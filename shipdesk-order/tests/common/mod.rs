#![allow(dead_code)]

use std::collections::HashMap;
use std::sync::atomic::{AtomicU32, Ordering};
use std::sync::{Arc, Mutex};

use async_trait::async_trait;
use uuid::Uuid;

use shipdesk_core::carrier::{
    AwbAssignment, CarrierClient, CarrierError, CourierOption, DocumentRef, OrderSnapshot,
    ShipmentCreated, TrackingInfo,
};
use shipdesk_core::notify::LogNotifier;
use shipdesk_core::order::{Address, CarrierKind, Order, OrderItem, PaymentMode};
use shipdesk_core::repository::{OrderRepository, StockRepository};
use shipdesk_order::{ShipmentOrchestrator, ShippingSettings};
use shipdesk_store::{MemoryOrderRepository, MemoryStockRepository};

/// Scriptable stand-in for a carrier API.
pub struct MockCarrier {
    pub kind: CarrierKind,
    pub fail_serviceability: bool,
    pub fail_pickup: bool,
    pub waybill_at_creation: bool,
    pub options: Vec<CourierOption>,
    pub serviceability_calls: AtomicU32,
    pub created: AtomicU32,
    pub awb_calls: AtomicU32,
    pub last_cod: Mutex<Option<bool>>,
}

impl MockCarrier {
    pub fn new(kind: CarrierKind) -> Self {
        Self {
            kind,
            fail_serviceability: false,
            fail_pickup: false,
            waybill_at_creation: false,
            options: vec![CourierOption {
                option_id: "11".to_string(),
                name: "Mock Express Surface".to_string(),
                total_charge: 72.0,
                estimated_days: Some(3.0),
                surface: true,
            }],
            serviceability_calls: AtomicU32::new(0),
            created: AtomicU32::new(0),
            awb_calls: AtomicU32::new(0),
            last_cod: Mutex::new(None),
        }
    }
}

#[async_trait]
impl CarrierClient for MockCarrier {
    fn kind(&self) -> CarrierKind {
        self.kind
    }

    async fn check_serviceability(
        &self,
        _origin_pincode: &str,
        destination_pincode: &str,
        _weight_kg: f64,
        is_cod: bool,
    ) -> Result<Vec<CourierOption>, CarrierError> {
        self.serviceability_calls.fetch_add(1, Ordering::SeqCst);
        *self.last_cod.lock().unwrap() = Some(is_cod);
        if self.fail_serviceability {
            return Err(CarrierError::ServiceUnavailable(
                destination_pincode.to_string(),
            ));
        }
        Ok(self.options.clone())
    }

    async fn create_shipment(
        &self,
        _snapshot: &OrderSnapshot,
        _option: &CourierOption,
    ) -> Result<ShipmentCreated, CarrierError> {
        let n = self.created.fetch_add(1, Ordering::SeqCst) + 1;
        Ok(ShipmentCreated {
            external_shipment_id: format!("SHP-{n}"),
            waybill: self.waybill_at_creation.then(|| format!("WB-{n}")),
            label_url: None,
        })
    }

    async fn generate_awb(
        &self,
        external_shipment_id: &str,
        _option_id: &str,
    ) -> Result<AwbAssignment, CarrierError> {
        if self.awb_calls.fetch_add(1, Ordering::SeqCst) > 0 {
            return Err(CarrierError::AlreadyAssigned);
        }
        Ok(AwbAssignment {
            awb_code: format!("AWB-{external_shipment_id}"),
            courier_name: "Mock Express".to_string(),
        })
    }

    async fn schedule_pickup(&self, _external_shipment_id: &str) -> Result<(), CarrierError> {
        if self.fail_pickup {
            return Err(CarrierError::Api("pickup slot unavailable".to_string()));
        }
        Ok(())
    }

    async fn track(&self, _tracking_id: &str) -> Result<TrackingInfo, CarrierError> {
        Ok(TrackingInfo {
            raw_status: "IN TRANSIT".to_string(),
            events: vec![],
        })
    }

    async fn cancel(&self, _tracking_id: &str) -> Result<bool, CarrierError> {
        Ok(true)
    }

    async fn label(&self, _external_shipment_id: &str) -> Result<DocumentRef, CarrierError> {
        Ok(DocumentRef::Url("https://mock.example/label.pdf".to_string()))
    }

    async fn manifest(&self, _external_shipment_id: &str) -> Result<DocumentRef, CarrierError> {
        Ok(DocumentRef::Url(
            "https://mock.example/manifest.pdf".to_string(),
        ))
    }
}

pub fn address() -> Address {
    Address {
        name: "Asha Rao".to_string(),
        phone: "9876543210".to_string(),
        email: Some("asha@example.com".to_string()),
        line1: "14 MG Road".to_string(),
        line2: None,
        city: "Bengaluru".to_string(),
        state: "Karnataka".to_string(),
        pincode: "560001".to_string(),
    }
}

pub fn order_with_items(
    order_number: &str,
    payment_mode: PaymentMode,
    items: Vec<(Uuid, u32)>,
) -> Order {
    Order::new(
        order_number.to_string(),
        "cust-1".to_string(),
        address(),
        items
            .into_iter()
            .map(|(product_id, quantity)| OrderItem {
                product_id,
                title: "Ceramic Mug".to_string(),
                variant: None,
                quantity,
                unit_price: 24900,
            })
            .collect(),
        0.5,
        0,
        payment_mode,
    )
}

pub struct Harness {
    pub orders: Arc<MemoryOrderRepository>,
    pub stock: Arc<MemoryStockRepository>,
    pub carrier: Arc<MockCarrier>,
    pub orchestrator: ShipmentOrchestrator,
}

pub fn harness(carrier: MockCarrier) -> Harness {
    let orders = Arc::new(MemoryOrderRepository::new());
    let stock = Arc::new(MemoryStockRepository::new());
    let carrier = Arc::new(carrier);

    let mut registry: HashMap<CarrierKind, Arc<dyn CarrierClient>> = HashMap::new();
    registry.insert(carrier.kind, carrier.clone());

    let orders_dyn: Arc<dyn OrderRepository> = orders.clone();
    let stock_dyn: Arc<dyn StockRepository> = stock.clone();
    let orchestrator = ShipmentOrchestrator::new(
        registry,
        orders_dyn,
        stock_dyn,
        Arc::new(LogNotifier),
        ShippingSettings {
            default_carrier: carrier.kind,
            auto_select_cheapest: false,
            origin_pincode: "560068".to_string(),
        },
    );

    Harness {
        orders,
        stock,
        carrier,
        orchestrator,
    }
}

■ ■ ■ ■ ■ ■ ■

» **What this task involves**
Search the records for the string "Express" and, wherever a line contains it, please copy that line.

» **Response area**
                name: "Mock Express Surface".to_string(),
            courier_name: "Mock Express".to_string(),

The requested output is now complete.